Evaluating Mutation Techniques in Genetic Algorithm-Based Quantum Circuit Synthesis

• URL: http://arxiv.org/abs/2504.06413v1
• Date: Tue, 08 Apr 2025 20:14:35 GMT
• Title: Evaluating Mutation Techniques in Genetic Algorithm-Based Quantum Circuit Synthesis
• Authors: Michael Kölle, Tom Bintener, Maximilian Zorn, Gerhard Stenzel, Leo Sünkel, Thomas Gabor, Claudia Linnhoff-Popien,
• Abstract summary: Genetic algorithms (GAs) provide a promising approach for efficient quantum circuit synthesis.<n>This work examines the impact of various mutation strategies within a GA framework for quantum circuit synthesis.
• Score: 6.122499977051124
• License: http://arxiv.org/licenses/nonexclusive-distrib/1.0/
• Abstract: Quantum computing leverages the unique properties of qubits and quantum parallelism to solve problems intractable for classical systems, offering unparalleled computational potential.
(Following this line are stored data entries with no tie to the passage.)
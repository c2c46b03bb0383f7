//! Page modules for route-level screens.
//!
//! ARCHITECTURE
//! ============
//! Each page owns route-scoped orchestration; auth writes go through the
//! shared `AuthController`, reads through the `AuthState` signal.

pub mod home;
pub mod login;
pub mod not_found;
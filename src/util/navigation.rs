//! Full-page navigation outside the client-side router.
//!
//! A hard redirect reloads the app, dropping every in-memory signal, so the
//! next boot rehydrates auth state from storage alone.

/// Performs document-level navigation.
pub trait Navigator {
    fn hard_redirect(&self, path: &str);
}

/// Navigates by assigning `window.location.href`.
#[derive(Clone, Copy, Debug, Default)]
pub struct BrowserNavigator;

impl Navigator for BrowserNavigator {
    fn hard_redirect(&self, path: &str) {
        #[cfg(feature = "csr")]
        {
            if let Some(window) = web_sys::window() {
                let _ = window.location().set_href(path);
            }
        }
        #[cfg(not(feature = "csr"))]
        {
            log::debug!("navigation: hard redirect to {path} ignored outside the browser");
        }
    }
}
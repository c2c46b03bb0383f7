//! Auth-session state for the current browser user.
//!
//! SYSTEM CONTEXT
//! ==============
//! Read by the route guard and user-aware pages; written only through the
//! transitions below, which `AuthController` drives.
//!
//! INVARIANTS
//! ==========
//! - `Succeeded` implies both `user` and `access_token` are set.
//! - `Failed` implies `error` is set.
//! - Authentication is token presence alone; a token with no user is still
//!   authenticated.

#[cfg(test)]
#[path = "auth_test.rs"]
mod auth_test;

use std::cell::RefCell;
use std::rc::Rc;

use leptos::prelude::*;
use serde::{Deserialize, Serialize};

use crate::net::types::{AuthSession, User};
use crate::util::session_token;
use crate::util::storage::KeyValueStore;

/// Lifecycle of the most recent login attempt.
#[derive(Clone, Copy, Debug, Default, PartialEq, Eq, Serialize, Deserialize)]
#[serde(rename_all = "lowercase")]
pub enum AuthStatus {
    #[default]
    Idle,
    Loading,
    Succeeded,
    Failed,
}

#[derive(Clone, Debug, Default, PartialEq, Eq)]
pub struct AuthState {
    pub user: Option<User>,
    pub access_token: Option<String>,
    pub status: AuthStatus,
    pub error: Option<String>,
}

impl AuthState {
    /// Initial state for a fresh page load, restored from storage.
    pub fn hydrate(store: &dyn KeyValueStore) -> Self {
        Self {
            user: session_token::get_persisted_user(store),
            access_token: session_token::get_access_token(store),
            status: AuthStatus::Idle,
            error: None,
        }
    }

    /// An empty token counts as none, matching what `hydrate` reads back.
    pub fn is_authenticated(&self) -> bool {
        self.access_token.as_deref().is_some_and(|token| !token.is_empty())
    }

    pub fn is_loading(&self) -> bool {
        self.status == AuthStatus::Loading
    }

    /// Login pending: user and token stay as they were.
    pub fn begin_login(&mut self) {
        self.status = AuthStatus::Loading;
        self.error = None;
    }

    pub fn finish_login(&mut self, session: AuthSession) {
        self.status = AuthStatus::Succeeded;
        self.user = Some(session.user);
        self.access_token = Some(session.access_token);
        self.error = None;
    }

    pub fn fail_login(&mut self, message: String) {
        self.status = AuthStatus::Failed;
        self.error = Some(message);
    }

    /// Logout: every field cleared, status back to idle.
    pub fn reset(&mut self) {
        *self = Self::default();
    }
}

/// Holder the controller reads and mutates auth state through.
///
/// The app uses an `RwSignal` so views re-render; tests use a plain
/// `Rc<RefCell<_>>`.
pub trait AuthCell: Clone + 'static {
    fn snapshot(&self) -> AuthState;
    fn update(&self, f: impl FnOnce(&mut AuthState));
}

impl AuthCell for RwSignal<AuthState> {
    fn snapshot(&self) -> AuthState {
        self.get_untracked()
    }

    fn update(&self, f: impl FnOnce(&mut AuthState)) {
        Update::update(self, f);
    }
}

impl AuthCell for Rc<RefCell<AuthState>> {
    fn snapshot(&self) -> AuthState {
        self.borrow().clone()
    }

    fn update(&self, f: impl FnOnce(&mut AuthState)) {
        f(&mut self.borrow_mut());
    }
}
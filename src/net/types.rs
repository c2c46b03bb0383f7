//! Wire DTOs for the auth endpoints and the persisted user entry.
//!
//! DESIGN
//! ======
//! `User` is the union of the field sets the backend has been seen to return;
//! `avatar` is optional and skipped on output when absent so a persisted user
//! reads back field-for-field.

#[cfg(test)]
#[path = "types_test.rs"]
mod types_test;

use serde::{Deserialize, Serialize};

/// An authenticated user as returned by login, register and `/auth/me`.
#[derive(Clone, Debug, PartialEq, Eq, Serialize, Deserialize)]
pub struct User {
    /// Unique user identifier.
    pub id: String,
    /// Login email address.
    pub email: String,
    /// Display name.
    pub name: String,
    /// Avatar image URL, if available.
    #[serde(default, skip_serializing_if = "Option::is_none")]
    pub avatar: Option<String>,
}

/// Body of `POST /auth/login`.
#[derive(Clone, PartialEq, Eq, Serialize)]
pub struct Credentials {
    pub email: String,
    pub password: String,
}

impl Credentials {
    #[must_use]
    pub fn new(email: impl Into<String>, password: impl Into<String>) -> Self {
        Self { email: email.into(), password: password.into() }
    }
}

// Hand-written so passwords never reach the log.
impl std::fmt::Debug for Credentials {
    fn fmt(&self, f: &mut std::fmt::Formatter<'_>) -> std::fmt::Result {
        f.debug_struct("Credentials")
            .field("email", &self.email)
            .field("password", &"<redacted>")
            .finish()
    }
}

/// Body of `POST /auth/register`.
#[derive(Clone, Debug, PartialEq, Eq, Serialize)]
pub struct Registration {
    pub name: String,
    #[serde(flatten)]
    pub credentials: Credentials,
}

/// Successful response body of `POST /auth/login` and `/auth/register`.
#[derive(Clone, Debug, PartialEq, Eq, Deserialize)]
pub struct AuthResponse {
    pub token: String,
    pub user: User,
}

/// A signed-in identity: who the user is and the bearer token for them.
#[derive(Clone, Debug, PartialEq, Eq)]
pub struct AuthSession {
    pub user: User,
    pub access_token: String,
}

impl From<AuthResponse> for AuthSession {
    fn from(resp: AuthResponse) -> Self {
        Self { user: resp.user, access_token: resp.token }
    }
}

/// JSON error body returned by the API on non-2xx responses.
#[derive(Debug, Deserialize)]
pub(crate) struct ErrorBody {
    pub message: Option<String>,
}
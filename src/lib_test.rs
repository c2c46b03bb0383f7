use super::*;

#[test]
fn missing_root_error_names_the_element() {
    let err = MountError::MissingRoot(ROOT_ELEMENT_ID);
    assert_eq!(err.to_string(), "mount point #root not found in document");
}
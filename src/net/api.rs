//! Auth endpoints of the backend, plus an in-browser stand-in.
//!
//! `HttpAuthApi` talks to the real REST API through `HttpClient`.
//! `MockAuthApi` answers locally after a short delay and accepts a single
//! fixed account; it is the default until the backend exists.
//!
//! ERROR HANDLING
//! ==============
//! Both return `ApiError`; callers decide how failures show up in state.

#![allow(clippy::unused_async)]

#[cfg(test)]
#[path = "api_test.rs"]
mod api_test;

use async_trait::async_trait;

use super::error::ApiError;
use super::http::HttpClient;
use super::types::{AuthResponse, AuthSession, Credentials, Registration, User};

pub const LOGIN_ENDPOINT: &str = "/auth/login";
pub const REGISTER_ENDPOINT: &str = "/auth/register";
pub const LOGOUT_ENDPOINT: &str = "/auth/logout";
pub const CURRENT_USER_ENDPOINT: &str = "/auth/me";

/// Authentication boundary consumed by `AuthController`.
#[async_trait(?Send)]
pub trait AuthApi {
    async fn login(&self, credentials: &Credentials) -> Result<AuthSession, ApiError>;
    async fn register(&self, registration: &Registration) -> Result<AuthSession, ApiError>;
    async fn logout(&self) -> Result<(), ApiError>;
    async fn current_user(&self) -> Result<User, ApiError>;
}

pub struct HttpAuthApi {
    http: HttpClient,
}

impl HttpAuthApi {
    pub fn new(http: HttpClient) -> Self {
        Self { http }
    }
}

#[async_trait(?Send)]
impl AuthApi for HttpAuthApi {
    async fn login(&self, credentials: &Credentials) -> Result<AuthSession, ApiError> {
        let resp: AuthResponse = self.http.post(LOGIN_ENDPOINT, credentials).await?;
        Ok(resp.into())
    }

    async fn register(&self, registration: &Registration) -> Result<AuthSession, ApiError> {
        let resp: AuthResponse = self.http.post(REGISTER_ENDPOINT, registration).await?;
        Ok(resp.into())
    }

    async fn logout(&self) -> Result<(), ApiError> {
        self.http.post_empty(LOGOUT_ENDPOINT).await
    }

    async fn current_user(&self) -> Result<User, ApiError> {
        self.http.get(CURRENT_USER_ENDPOINT).await
    }
}

pub const MOCK_EMAIL: &str = "test@example.com";
pub const MOCK_PASSWORD: &str = "123456";
pub const MOCK_TOKEN: &str = "fake-jwt-token-123";

fn mock_user() -> User {
    User { id: "1".to_owned(), email: MOCK_EMAIL.to_owned(), name: "Test User".to_owned(), avatar: None }
}

/// Local fake of the auth boundary. Stateless: it has no notion of who is
/// signed in beyond the fixed account.
#[derive(Clone, Debug)]
pub struct MockAuthApi {
    latency_ms: u32,
}

impl MockAuthApi {
    pub fn new(latency_ms: u32) -> Self {
        Self { latency_ms }
    }

    async fn delay(&self) {
        #[cfg(feature = "csr")]
        {
            gloo_timers::future::TimeoutFuture::new(self.latency_ms).await;
        }
        #[cfg(not(feature = "csr"))]
        {
            let _ = self.latency_ms;
        }
    }
}

#[async_trait(?Send)]
impl AuthApi for MockAuthApi {
    async fn login(&self, credentials: &Credentials) -> Result<AuthSession, ApiError> {
        self.delay().await;
        if credentials.email == MOCK_EMAIL && credentials.password == MOCK_PASSWORD {
            Ok(AuthSession { user: mock_user(), access_token: MOCK_TOKEN.to_owned() })
        } else {
            Err(ApiError::Rejected("Invalid email or password".to_owned()))
        }
    }

    async fn register(&self, registration: &Registration) -> Result<AuthSession, ApiError> {
        self.delay().await;
        if registration.credentials.email == MOCK_EMAIL {
            return Err(ApiError::Rejected("Email is already registered".to_owned()));
        }
        let user = User {
            id: "2".to_owned(),
            email: registration.credentials.email.clone(),
            name: registration.name.clone(),
            avatar: None,
        };
        Ok(AuthSession { user, access_token: MOCK_TOKEN.to_owned() })
    }

    async fn logout(&self) -> Result<(), ApiError> {
        Ok(())
    }

    async fn current_user(&self) -> Result<User, ApiError> {
        self.delay().await;
        Ok(mock_user())
    }
}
However, the optimization of quantum circuits remains critical, especially for noisy intermediate-scale quantum (NISQ) devices with limited qubits and high error rates. Genetic algorithms (GAs) provide a promising approach for efficient quantum circuit synthesis by automating optimization tasks. This work examines the impact of various mutation strategies within a GA framework for quantum circuit synthesis. By analyzing how different mutations transform circuits, it identifies strategies that enhance efficiency and performance. Experiments utilized a fitness function emphasizing fidelity, while accounting for circuit depth and T operations, to optimize circuits with four to six qubits. Comprehensive hyperparameter testing revealed that combining delete and swap strategies outperformed other approaches, demonstrating their effectiveness in developing robust GA-based quantum circuit optimizers.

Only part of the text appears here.